[Stored data entries]
────────────────

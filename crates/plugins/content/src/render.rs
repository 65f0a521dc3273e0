//! Slidev markdown rendering.
//!
//! Two shapes are produced:
//!
//! - **Decks**: front-matter, then slides joined by `---` separators, with a
//!   slide's layout carried in a headmatter block directly after its separator.
//! - **Blocks**: a single self-contained slide wrapped as
//!   `---` / headmatter / `---` / body / `---`, ready to append to a deck.
//!
//! Nothing here escapes user text. A `---` line inside a bullet or a fence
//! inside code passes through unchanged.

use slideforge_core::{FrontMatter, ImageLayout, Slide, SlideDocument};
use tracing::debug;

use crate::roles::SlideRole;

/// Literal line separating slides.
pub const SLIDE_SEPARATOR: &str = "---";

// ============================================================================
// Documents and blocks
// ============================================================================

/// Render a document as Slidev markdown.
///
/// When the document has front-matter, the first slide's headmatter is
/// merged into it, as Slidev reads the first block for both.
pub fn render_document(document: &SlideDocument) -> String {
    let mut output = String::new();
    let mut slides = document.slides.iter();

    match (&document.front_matter, slides.next()) {
        (Some(front_matter), first) => {
            let mut lines = front_matter.lines();
            if let Some(first) = first {
                lines.extend(first.headmatter_lines());
            }
            push_headmatter(&mut output, &lines);
            output.push('\n');
            if let Some(first) = first {
                output.push_str(&first.body);
            }
        }
        (None, Some(first)) => {
            let lines = first.headmatter_lines();
            if !lines.is_empty() {
                push_headmatter(&mut output, &lines);
                output.push('\n');
            }
            output.push_str(&first.body);
        }
        (None, None) => {}
    }

    for slide in slides {
        output.push_str("\n\n");
        output.push_str(SLIDE_SEPARATOR);
        output.push('\n');
        let lines = slide.headmatter_lines();
        if !lines.is_empty() {
            for line in &lines {
                output.push_str(line);
                output.push('\n');
            }
            output.push_str(SLIDE_SEPARATOR);
            output.push('\n');
        }
        output.push('\n');
        output.push_str(&slide.body);
    }

    output.push('\n');
    output
}

/// Render one slide as a standalone block.
pub fn render_slide_block(slide: &Slide) -> String {
    let mut output = String::new();
    push_headmatter(&mut output, &slide.headmatter_lines());
    output.push('\n');
    output.push_str(&slide.body);
    output.push_str("\n\n");
    output.push_str(SLIDE_SEPARATOR);
    output.push('\n');
    output
}

fn push_headmatter(output: &mut String, lines: &[String]) {
    output.push_str(SLIDE_SEPARATOR);
    output.push('\n');
    for line in lines {
        output.push_str(line);
        output.push('\n');
    }
    output.push_str(SLIDE_SEPARATOR);
    output.push('\n');
}

fn bullets<S: AsRef<str>>(items: &[S]) -> String {
    items
        .iter()
        .map(|item| format!("- {}", item.as_ref()))
        .collect::<Vec<_>>()
        .join("\n")
}

// ============================================================================
// Decks
// ============================================================================

/// Build the slide document for a deck.
///
/// The first outline item is the title entry and is represented by the
/// title slide; every remaining item gets a table-of-contents bullet and
/// its own slide.
pub fn build_deck<S: AsRef<str>>(
    title: &str,
    author: &str,
    outline: &[S],
    theme: &str,
) -> SlideDocument {
    let sections = outline.get(1..).unwrap_or_default();

    let mut document = SlideDocument::with_front_matter(FrontMatter::new(theme, title, author));
    document.push(Slide::new(format!("# {}\n\nPresented by {}", title, author)));
    document.push(table_of_contents(sections));

    for section in sections {
        let section = section.as_ref();
        let role = SlideRole::classify(section);
        let body = match role {
            SlideRole::Introduction => introduction_body(section, title),
            SlideRole::Conclusion => conclusion_body(section, title),
            SlideRole::QuestionsAndAnswers => closing_body(section, author),
            SlideRole::Content => content_body(section),
        };
        document.push(Slide::new(body).with_layout(role.layout()));
    }

    debug!(title, theme, slides = document.len(), "Built deck");
    document
}

/// Render a complete deck.
pub fn render_deck<S: AsRef<str>>(title: &str, author: &str, outline: &[S], theme: &str) -> String {
    render_document(&build_deck(title, author, outline, theme))
}

fn table_of_contents<S: AsRef<str>>(sections: &[S]) -> Slide {
    let body = if sections.is_empty() {
        "# Table of Contents".to_string()
    } else {
        format!("# Table of Contents\n\n{}", bullets(sections))
    };
    Slide::new(body).with_layout("center")
}

fn introduction_body(section: &str, title: &str) -> String {
    format!(
        "# {section}\n\n\
         Welcome! Today we explore **{title}**.\n\n\
         - Why this topic matters\n\
         - What we will cover\n\
         - What you will take away"
    )
}

fn conclusion_body(section: &str, title: &str) -> String {
    format!(
        "# {section}\n\n\
         Thank you for exploring **{title}** with us.\n\n\
         - Recap of the key insights\n\
         - How to apply them\n\
         - Where to learn more"
    )
}

fn closing_body(section: &str, author: &str) -> String {
    format!(
        "# {section}\n\n\
         Thank you!\n\n\
         Questions are welcome. Reach out to {author}"
    )
}

fn content_body(section: &str) -> String {
    format!(
        "# {section}\n\n\
         ## Key Points\n\n\
         - First key point about {section}\n\
         - Second key point\n\
         - Third key point\n\n\
         ## Details\n\n\
         - Supporting detail\n\
         - Example or data point\n\
         - Further reading"
    )
}

// ============================================================================
// Standalone slides
// ============================================================================

/// Render a two-column comparison slide.
pub fn render_comparison<S: AsRef<str>>(
    title: &str,
    left_title: &str,
    left_items: &[S],
    right_title: &str,
    right_items: &[S],
) -> String {
    let column = |heading: &str, items: &[S]| {
        if items.is_empty() {
            format!("## {}", heading)
        } else {
            format!("## {}\n\n{}", heading, bullets(items))
        }
    };

    let body = format!(
        "# {}\n\n::left::\n\n{}\n\n::right::\n\n{}",
        title,
        column(left_title, left_items),
        column(right_title, right_items)
    );

    render_slide_block(&Slide::new(body).with_layout("two-cols"))
}

/// Render an image slide.
///
/// With the `image` layout the caption shares the heading line; the
/// side-by-side layouts put it in its own paragraph under the heading.
pub fn render_image_slide(
    title: &str,
    image_path: &str,
    caption: Option<&str>,
    layout: ImageLayout,
) -> String {
    let caption = caption.filter(|c| !c.is_empty());

    let body = match (layout, caption) {
        (ImageLayout::Image, Some(caption)) => format!("# {} *{}*", title, caption),
        (_, Some(caption)) => format!("# {}\n\n*{}*", title, caption),
        (_, None) => format!("# {}", title),
    };

    let slide = Slide::new(body)
        .with_layout(layout.as_str())
        .with_headmatter("image", image_path);
    render_slide_block(&slide)
}

/// Wrap code in a fenced block tagged with `language`.
pub fn render_code_block(code: &str, language: &str) -> String {
    format!("```{}\n{}\n```", language, code)
}
//! Component context composition and the root host protocol.
//!
//! Every component receives exactly one [`ComponentContext`]: its own
//! [`Lifecycle`] handle plus its [`StateKeeper`] and [`InstanceKeeper`].
//! The context is a plain aggregate of shared handles, cheap to clone,
//! passed to the component's constructor and threaded down the tree by
//! routers. This is the sole mechanism by which lifecycle, saved state and
//! retained instances propagate.
//!
//! [`Root`] is the host-facing owner bundle for the top of a tree. It pairs
//! the root context with its [`LifecycleRegistry`] and implements the
//! forced-teardown protocol: snapshot state, detach the instance keeper,
//! destroy, then rebuild the tree from both.

use std::fmt;

use crate::error::TrellisError;
use crate::instance_keeper::InstanceKeeper;
use crate::lifecycle::{Lifecycle, LifecycleRegistry, LifecycleState};
use crate::state_keeper::{SavedState, StateKeeper};

/// The per-component aggregate of lifecycle and retention capabilities.
#[derive(Clone)]
pub struct ComponentContext {
    lifecycle: Lifecycle,
    state_keeper: StateKeeper,
    instance_keeper: InstanceKeeper,
}

impl ComponentContext {
    /// Assembles a context from its parts. Normally called by a router when
    /// materializing a child, or by [`Root`] for the top of the tree.
    pub fn new(
        lifecycle: Lifecycle,
        state_keeper: StateKeeper,
        instance_keeper: InstanceKeeper,
    ) -> Self {
        Self {
            lifecycle,
            state_keeper,
            instance_keeper,
        }
    }

    pub fn lifecycle(&self) -> &Lifecycle {
        &self.lifecycle
    }

    pub fn state_keeper(&self) -> &StateKeeper {
        &self.state_keeper
    }

    pub fn instance_keeper(&self) -> &InstanceKeeper {
        &self.instance_keeper
    }
}

impl fmt::Debug for ComponentContext {
    fn fmt(&self, f: &mut fmt::Formatter<'_>) -> fmt::Result {
        f.debug_struct("ComponentContext")
            .field("lifecycle", &self.lifecycle)
            .field("state_keeper", &self.state_keeper)
            .field("instance_keeper", &self.instance_keeper)
            .finish()
    }
}

/// Host-side owner of a component tree's root.
pub struct Root {
    registry: LifecycleRegistry,
    context: ComponentContext,
    released: std::cell::Cell<bool>,
}

impl Default for Root {
    fn default() -> Self {
        Self::new()
    }
}

impl Root {
    /// A cold start: fresh lifecycle in `Initialized`, empty keepers.
    pub fn new() -> Self {
        Self::assemble(StateKeeper::new(), InstanceKeeper::new())
    }

    /// Reconstruction after a forced teardown: the state keeper is seeded
    /// from the snapshot and the retained instance keeper is re-attached,
    /// keeping every retained instance alive across the cycle.
    pub fn restored(saved: SavedState, retained: InstanceKeeper) -> Self {
        Self::assemble(StateKeeper::from_saved(saved), retained)
    }

    fn assemble(state_keeper: StateKeeper, instance_keeper: InstanceKeeper) -> Self {
        let registry = LifecycleRegistry::new();
        let context = ComponentContext::new(
            registry.lifecycle(),
            state_keeper,
            instance_keeper,
        );
        Self {
            registry,
            context,
            released: std::cell::Cell::new(false),
        }
    }

    /// The root component's context; pass a clone to its constructor.
    pub fn context(&self) -> ComponentContext {
        self.context.clone()
    }

    /// Owner-side lifecycle driver for the root.
    pub fn registry(&self) -> &LifecycleRegistry {
        &self.registry
    }

    /// Snapshots every registered state supplier in the tree without
    /// tearing anything down; used for process-level persistence.
    pub fn save_state(&self) -> Result<SavedState, TrellisError> {
        self.context.state_keeper().save()
    }

    /// Forced-teardown protocol: snapshot state, detach the instance keeper
    /// so [`destroy`] will not dispose it, destroy the tree, and hand both
    /// back for [`Root::restored`].
    ///
    /// [`destroy`]: Root::destroy
    pub fn tear_down_for_recreate(self) -> Result<(SavedState, InstanceKeeper), TrellisError> {
        let saved = self.context.state_keeper().save()?;
        self.released.set(true);
        let retained = self.context.instance_keeper().clone();
        self.destroy()?;
        Ok((saved, retained))
    }

    /// Genuine destruction of the whole tree: drives the root lifecycle to
    /// `Destroyed`, destroys the state keeper and, unless the keeper was
    /// detached by [`Root::tear_down_for_recreate`], disposes every
    /// retained instance, cascading down the tree.
    pub fn destroy(self) -> Result<(), TrellisError> {
        self.registry.drive_to(LifecycleState::Destroyed)?;
        self.context.state_keeper().destroy();
        if !self.released.get() {
            self.context.instance_keeper().dispose()?;
        }
        Ok(())
    }
}

impl fmt::Debug for Root {
    fn fmt(&self, f: &mut fmt::Formatter<'_>) -> fmt::Result {
        f.debug_struct("Root")
            .field("state", &self.registry.state())
            .field("released", &self.released.get())
            .finish()
    }
}
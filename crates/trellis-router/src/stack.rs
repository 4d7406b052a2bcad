//! Back-stack data model.
//!
//! A router's observable state is a non-empty ordered sequence of
//! [`BackStackEntry`] values in creation order; the last entry is active.
//! [`PersistedStack`] is the serialized layout a host stores across a full
//! process teardown: encoded configurations plus optional saved-state
//! blobs, restored lazily (only the active entry is eagerly reconstructed).

use std::fmt;

use serde::de::DeserializeOwned;
use serde::{Deserialize, Serialize};
use trellis_core::SavedState;

/// Marker for navigable-destination keys: immutable values, structurally
/// comparable, serializable. Two configurations address the same slot iff
/// they compare equal. Applications typically model this as a closed enum
/// with one variant per destination, each carrying its parameters.
pub trait Configuration:
    Clone + PartialEq + fmt::Debug + Serialize + DeserializeOwned + 'static
{
}

impl<C> Configuration for C where
    C: Clone + PartialEq + fmt::Debug + Serialize + DeserializeOwned + 'static
{
}

/// One slot of the back stack: the configuration plus the last captured
/// state snapshot, if the slot is not currently materialized.
#[derive(Debug, Clone, PartialEq)]
pub struct BackStackEntry<C> {
    pub configuration: C,
    pub saved_state: Option<SavedState>,
}

/// The router's observable state. `back_stack` holds every entry below the
/// active one, in creation order; it is empty when the stack has a single
/// entry. The sequence `back_stack + [active]` is never empty.
#[derive(Debug, Clone, PartialEq)]
pub struct RouterState<C> {
    pub active: BackStackEntry<C>,
    pub back_stack: Vec<BackStackEntry<C>>,
}

impl<C: Clone> RouterState<C> {
    /// Total number of entries, active included. Never zero.
    pub fn len(&self) -> usize {
        self.back_stack.len() + 1
    }

    /// The stack never being empty, this is always `false`; provided for
    /// the conventional pairing with [`len`].
    ///
    /// [`len`]: RouterState::len
    pub fn is_empty(&self) -> bool {
        false
    }

    /// Configurations in creation order, active last.
    pub fn configurations(&self) -> Vec<C> {
        let mut configurations: Vec<C> = self
            .back_stack
            .iter()
            .map(|entry| entry.configuration.clone())
            .collect();
        configurations.push(self.active.configuration.clone());
        configurations
    }
}

/// Serialized form of one back-stack entry. `slot` is the router-assigned
/// slot id, kept stable across recreation so retained instances find their
/// way back to the right entry.
#[derive(Debug, Clone, PartialEq, Serialize, Deserialize)]
pub struct PersistedEntry {
    pub configuration: Vec<u8>,
    pub saved_state: Option<SavedState>,
    pub slot: u64,
}

/// Serialized form of a whole back stack, in creation order.
#[derive(Debug, Clone, Default, PartialEq, Serialize, Deserialize)]
pub struct PersistedStack {
    pub entries: Vec<PersistedEntry>,
    pub next_slot: u64,
}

────────────────

▸ **About this task**: What you give back should be exactly the lines of the data above from the line with "fn closing_body(section: &str, author: &str)" through the line with "let body = match (layout, caption)", both of those included, and nothing more.

▸ **Answer area**:
fn closing_body(section: &str, author: &str) -> String {
    format!(
        "# {section}\n\n\
         Thank you!\n\n\
         Questions are welcome. Reach out to {author}"
    )
}

fn content_body(section: &str) -> String {
    format!(
        "# {section}\n\n\
         ## Key Points\n\n\
         - First key point about {section}\n\
         - Second key point\n\
         - Third key point\n\n\
         ## Details\n\n\
         - Supporting detail\n\
         - Example or data point\n\
         - Further reading"
    )
}

// ============================================================================
// Standalone slides
// ============================================================================

/// Render a two-column comparison slide.
pub fn render_comparison<S: AsRef<str>>(
    title: &str,
    left_title: &str,
    left_items: &[S],
    right_title: &str,
    right_items: &[S],
) -> String {
    let column = |heading: &str, items: &[S]| {
        if items.is_empty() {
            format!("## {}", heading)
        } else {
            format!("## {}\n\n{}", heading, bullets(items))
        }
    };

    let body = format!(
        "# {}\n\n::left::\n\n{}\n\n::right::\n\n{}",
        title,
        column(left_title, left_items),
        column(right_title, right_items)
    );

    render_slide_block(&Slide::new(body).with_layout("two-cols"))
}

/// Render an image slide.
///
/// With the `image` layout the caption shares the heading line; the
/// side-by-side layouts put it in its own paragraph under the heading.
pub fn render_image_slide(
    title: &str,
    image_path: &str,
    caption: Option<&str>,
    layout: ImageLayout,
) -> String {
    let caption = caption.filter(|c| !c.is_empty());

    let body = match (layout, caption) {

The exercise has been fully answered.